*WHAT IS EXPECTED*
In the entries below, find the line with "board.publish(&pose(3, 0.2)).unwrap();" and the line with "assert_eq!(lines.len(), 2);". Reproduce those two lines and every line between them exactly, and nothing more.

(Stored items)
··········

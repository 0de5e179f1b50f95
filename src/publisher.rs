use std::collections::HashMap;
use std::io::Write;

use crate::error::{TrackerError, TrackerResult};
use crate::types::{TagId, TagPose};

/// Sink for world-frame tag estimates, one call per estimated tag per cycle.
pub trait PosePublisher {
    fn publish(&mut self, pose: &TagPose) -> TrackerResult<()>;
}

/// Records every published pose in order.
impl PosePublisher for Vec<TagPose> {
    fn publish(&mut self, pose: &TagPose) -> TrackerResult<()> {
        self.push(*pose);
        Ok(())
    }
}

/// Latest pose per identity, keyed like a multi-instance output port.
#[derive(Debug, Default)]
pub struct PoseBoard {
    latest: HashMap<String, TagPose>,
    writes: u64,
}

impl PoseBoard {
    pub fn new() -> Self {
        Self::default()
    }

    pub fn get(&self, id: TagId) -> Option<&TagPose> {
        self.latest.get(&id.to_string())
    }

    pub fn keys(&self) -> impl Iterator<Item = &String> {
        self.latest.keys()
    }

    pub fn len(&self) -> usize {
        self.latest.len()
    }

    pub fn is_empty(&self) -> bool {
        self.latest.is_empty()
    }

    pub fn writes(&self) -> u64 {
        self.writes
    }
}

impl PosePublisher for PoseBoard {
    fn publish(&mut self, pose: &TagPose) -> TrackerResult<()> {
        self.latest.insert(pose.key(), *pose);
        self.writes += 1;
        Ok(())
    }
}

/// One JSON object per line.
pub struct JsonLinesPublisher<W: Write> {
    writer: W,
}

impl<W: Write> JsonLinesPublisher<W> {
    pub fn new(writer: W) -> Self {
        Self { writer }
    }

    pub fn into_inner(self) -> W {
        self.writer
    }
}

impl<W: Write> PosePublisher for JsonLinesPublisher<W> {
    fn publish(&mut self, pose: &TagPose) -> TrackerResult<()> {
        serde_json::to_writer(&mut self.writer, pose)
            .map_err(|e| TrackerError::Publish(e.to_string()))?;
        self.writer.write_all(b"\n")?;
        Ok(())
    }
}

#[cfg(test)]
mod tests {
    use super::*;
    use crate::types::Timestamp;

    fn pose(id: TagId, x: f64) -> TagPose {
        TagPose {
            id,
            position: [x, 0.0, 1.0],
            timestamp: Timestamp::new(10, 500),
        }
    }

    #[test]
    fn test_board_keeps_latest_per_key() {
        let mut board = PoseBoard::new();
        board.publish(&pose(7, 0.1)).unwrap();
        board.publish(&pose(3, 0.2)).unwrap();
        board.publish(&pose(7, 0.3)).unwrap();

        assert_eq!(board.len(), 2);
        assert_eq!(board.writes(), 3);
        assert_eq!(board.get(7).unwrap().position[0], 0.3);
        assert!(board.keys().any(|k| k == "3"));
    }

    #[test]
    fn test_json_lines_output() {
        let mut publisher = JsonLinesPublisher::new(Vec::new());
        publisher.publish(&pose(7, 0.5)).unwrap();
        publisher.publish(&pose(8, 0.25)).unwrap();

        let text = String::from_utf8(publisher.into_inner()).unwrap();
        let lines: Vec<&str> = text.lines().collect();
        assert_eq!(lines.len(), 2);

        let parsed: TagPose = serde_json::from_str(lines[0]).unwrap();
        assert_eq!(parsed, pose(7, 0.5));
        assert!(lines[1].contains("\"id\":8"));
    }
}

··········

*ANSWER SPACE*
        board.publish(&pose(3, 0.2)).unwrap();
        board.publish(&pose(7, 0.3)).unwrap();

        assert_eq!(board.len(), 2);
        assert_eq!(board.writes(), 3);
        assert_eq!(board.get(7).unwrap().position[0], 0.3);
        assert!(board.keys().any(|k| k == "3"));
    }

    #[test]
    fn test_json_lines_output() {
        let mut publisher = JsonLinesPublisher::new(Vec::new());
        publisher.publish(&pose(7, 0.5)).unwrap();
        publisher.publish(&pose(8, 0.25)).unwrap();

        let text = String::from_utf8(publisher.into_inner()).unwrap();
        let lines: Vec<&str> = text.lines().collect();
        assert_eq!(lines.len(), 2);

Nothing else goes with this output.